The main contribution of this paper is as follows:

Fire Hawks bizarre behaviour spread fire intentionally by carrying burning sticks in their beaks, and talons are examined and analysed to develop a mathematical model.
A unique nature-inspired FHO algorithm is developed using this model.
The FHO algorithm’s solution updating depends on the preys’ new position and safe places under/outside the fire.
FHO’s performance is extensively evaluated against a set of 233 benchmark functions and well-known CEC design examples. It is compared to a plethora of state-of-the-art metaheuristic algorithms.

The rest of the paper is divided into the following sections. In Sect. 2, the inspiration and mathematical model of the proposed FHO algorithm are presented. The numerical investigations, including the mathematical test functions, are indicated in Sect. 3. Alternative Metaheuristic algorithms used in this paper are described in Sect. 4. Furthermore, numerical results of the mathematical functions, statistical analysis, bound constraint benchmark problems of CEC 2020, and computational complexity and cost analysis are demonstrated in Sects. 5, 6, 7, and 8, respectively. Sections 9 and 10 indicate real-world constrained optimization problems of CEC 2020 and structural optimization, respectively. Finally, in Sect. 11, the core findings of this study are presented as concluding remarks.

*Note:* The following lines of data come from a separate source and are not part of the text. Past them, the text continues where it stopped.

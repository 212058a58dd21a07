//! Event handlers
//!
//! Endpoints for events and recurring series.

use axum::{extract::State, Json};
use parish_core::EventId;
use parish_service::{
    CreateEventRequest, DeleteEventQuery, EventDeleteResponse, EventDetailResponse,
    EventListItem, EventSeriesResponse, EventService, EventUpdateResponse, ListEventsQuery,
    UpdateEventRequest,
};

use crate::extractors::{AuthUser, IdPath, QueryParams, ValidatedJson};
use crate::response::{ApiResult, Created};
use crate::state::AppState;

/// List events with their slots
///
/// GET /events?startDate=&endDate=&type=
pub async fn list_events(
    State(state): State<AppState>,
    auth: AuthUser,
    QueryParams(query): QueryParams<ListEventsQuery>,
) -> ApiResult<Json<Vec<EventListItem>>> {
    let service = EventService::new(state.service_context());
    let response = service.list_events(auth.user_id, query).await?;
    Ok(Json(response))
}

/// Create an event, expanding it into a series when it recurs
///
/// POST /events
pub async fn create_event(
    State(state): State<AppState>,
    auth: AuthUser,
    ValidatedJson(request): ValidatedJson<CreateEventRequest>,
) -> ApiResult<Created<Json<EventSeriesResponse>>> {
    let service = EventService::new(state.service_context());
    let response = service.create_event(auth.user_id, request).await?;
    Ok(Created(Json(response)))
}

/// Get an event with slots, assignees and series children
///
/// GET /events/{event_id}
pub async fn get_event(
    State(state): State<AppState>,
    auth: AuthUser,
    IdPath(event_id): IdPath<EventId>,
) -> ApiResult<Json<EventDetailResponse>> {
    let service = EventService::new(state.service_context());
    let response = service.get_event(auth.user_id, event_id).await?;
    Ok(Json(response))
}

/// Update an event, optionally cascading to later occurrences
///
/// PUT /events/{event_id}
pub async fn update_event(
    State(state): State<AppState>,
    auth: AuthUser,
    IdPath(event_id): IdPath<EventId>,
    ValidatedJson(request): ValidatedJson<UpdateEventRequest>,
) -> ApiResult<Json<EventUpdateResponse>> {
    let service = EventService::new(state.service_context());
    let response = service.update_event(auth.user_id, event_id, request).await?;
    Ok(Json(response))
}

/// Delete an event, or a whole series
///
/// DELETE /events/{event_id}?deleteFutureInstances=true
pub async fn delete_event(
    State(state): State<AppState>,
    auth: AuthUser,
    IdPath(event_id): IdPath<EventId>,
    QueryParams(query): QueryParams<DeleteEventQuery>,
) -> ApiResult<Json<EventDeleteResponse>> {
    let service = EventService::new(state.service_context());
    let response = service
        .delete_event(auth.user_id, event_id, query.delete_future_instances)
        .await?;
    Ok(Json(response))
}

2 Fire Hawk optimizer (FHO)

In this section, the inspiration concept of the FHO alongside the mathematical model of the proposed metaheuristic algorithm are illustrated.

2.1 Inspiration

Native Australians utilize fire as an effective tool to control and maintain balance of the local ecosystem and landscape, which has been a part of cultural and ethnical traditions for many years. Most of the time, the fires that are started on purpose or may naturally occur due to lightning can be spread by people and other factors, increasing the vulnerability of the native landscape and wildlife. Moreover, whistling kites, black kites, and brown falcons are also responsible for spreading fires across the country—this alternative cause has only been realized recently. These birds, known as Fire Hawks, try to spread fire intentionally by carrying burning sticks in their beaks and talons, which is reported as a destructive phenomenon in nature. Figure 1 provides images showing the behavior of these birds around fires.

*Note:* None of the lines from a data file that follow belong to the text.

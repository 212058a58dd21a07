//! Axum extractors for request handling
//!
//! Custom extractors for authentication, validation, path ids and query strings.

mod auth;
mod cron;
mod path;
mod query;
mod validated;

pub use auth::AuthUser;
pub use cron::CronAuth;
pub use path::IdPath;
pub use query::QueryParams;
pub use validated::ValidatedJson;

As a mechanism to control and capture their prey, the birds pick up burning sticks and drop them in other unburned places in order to set small fires. These small fires scare the prey, including rodents, snakes, and other animals, and force them flee in a most hasty and nervous way that makes it much easier for the hawks to catch.

2.2 Mathematical model

The FHO metaheuristic algorithm mimics the foraging behavior of fire hawks, considering the process of setting and spreading fires and catching prey. At first, a number of solution candidates ($\mathrm{X}$) are determined as the position vectors of the fire hawks and prey. A random initialization process is utilized to identify the initial positions of these vectors in the search space.

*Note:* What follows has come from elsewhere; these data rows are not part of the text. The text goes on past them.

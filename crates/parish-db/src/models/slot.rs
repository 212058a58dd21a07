//! Slot database model

use chrono::{DateTime, Utc};
use sqlx::FromRow;
use uuid::Uuid;

/// Database model for slots table
#[derive(Debug, Clone, FromRow)]
pub struct SlotModel {
    pub id: Uuid,
    pub event_id: Uuid,
    pub name: String,
    pub capacity: i32,
    pub notes: Option<String>,
    pub created_at: DateTime<Utc>,
}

$$\mathrm{X}=\left[\begin{array}{c}{\mathrm{X}}_{1}\\ {\mathrm{X}}_{2}\\ \vdots \\ {\mathrm{X}}_{\mathrm{i}}\\ \vdots \\ {\mathrm{X}}_{\mathrm{N}}\end{array}\right]=\left[\begin{array}{c}{\mathrm{x}}_{1}^{1} {\mathrm{x}}_{1}^{2} \cdots {\mathrm{x}}_{1}^{\mathrm{j}} \cdots {\mathrm{x}}_{1}^{\mathrm{d}}\\ {\mathrm{x}}_{2}^{1} {\mathrm{x}}_{2}^{2} \cdots {\mathrm{x}}_{2}^{\mathrm{j}} \cdots {\mathrm{x}}_{2}^{\mathrm{d}}\\ \vdots \vdots \vdots \ddots \vdots \\ {\mathrm{x}}_{\mathrm{i}}^{1} {\mathrm{x}}_{\mathrm{i}}^{2} \cdots {\mathrm{x}}_{\mathrm{i}}^{\mathrm{j}} \cdots {\mathrm{x}}_{\mathrm{i}}^{\mathrm{d}}\\ \vdots \vdots \vdots \ddots \vdots \\ {\mathrm{x}}_{\mathrm{N}}^{1} {\mathrm{x}}_{\mathrm{N}}^{2} \cdots {\mathrm{x}}_{\mathrm{N}}^{\mathrm{j}} \cdots {\mathrm{x}}_{\mathrm{N}}^{\mathrm{d}}\end{array}\right], \left\{\begin{array}{c}\begin{array}{c}i=\mathrm{1,2},\dots ,N.\end{array}\\ j=\mathrm{1,2},\dots ,d.\end{array}\right.$$

(1)

$${\mathrm{x}}_{\mathrm{i}}^{\mathrm{j}}\left(0\right)={\mathrm{x}}_{\mathrm{i},\mathrm{min}}^{\mathrm{j}}+\mathrm{rand}.\left({\mathrm{x}}_{\mathrm{i},\mathrm{max}}^{\mathrm{j}}-{\mathrm{x}}_{\mathrm{i},\mathrm{min}}^{\mathrm{j}}\right), \left\{\begin{array}{c}\begin{array}{c}i=\mathrm{1,2},\dots ,N.\end{array}\\ j=\mathrm{1,2},\dots ,d.\end{array}\right.$$

(2)

where ${\mathrm{X}}_{\mathrm{i}}$ represents the ith solution candidate in the search space;$\mathrm{d}$ represents the dimension of the considered problem; $\mathrm{N}$ is the total number of solution candidates in the search space; ${\mathrm{x}}_{\mathrm{i}}^{\mathrm{j}}$ is the jth decision variable of the ith solution candidate; ${\mathrm{x}}_{\mathrm{i}}^{\mathrm{j}}(0)$ represents the initial position of the solution candidates; ${\mathrm{x}}_{\mathrm{i},\mathrm{min}}^{\mathrm{j}}$ and ${\mathrm{x}}_{\mathrm{i},\mathrm{max}}^{\mathrm{j}}$ are the minimum and maximum bounds of the jth decision variable for the ith solution candidate; and $\mathrm{rand}$ is a uniformly distributed random number in the range of [0,1].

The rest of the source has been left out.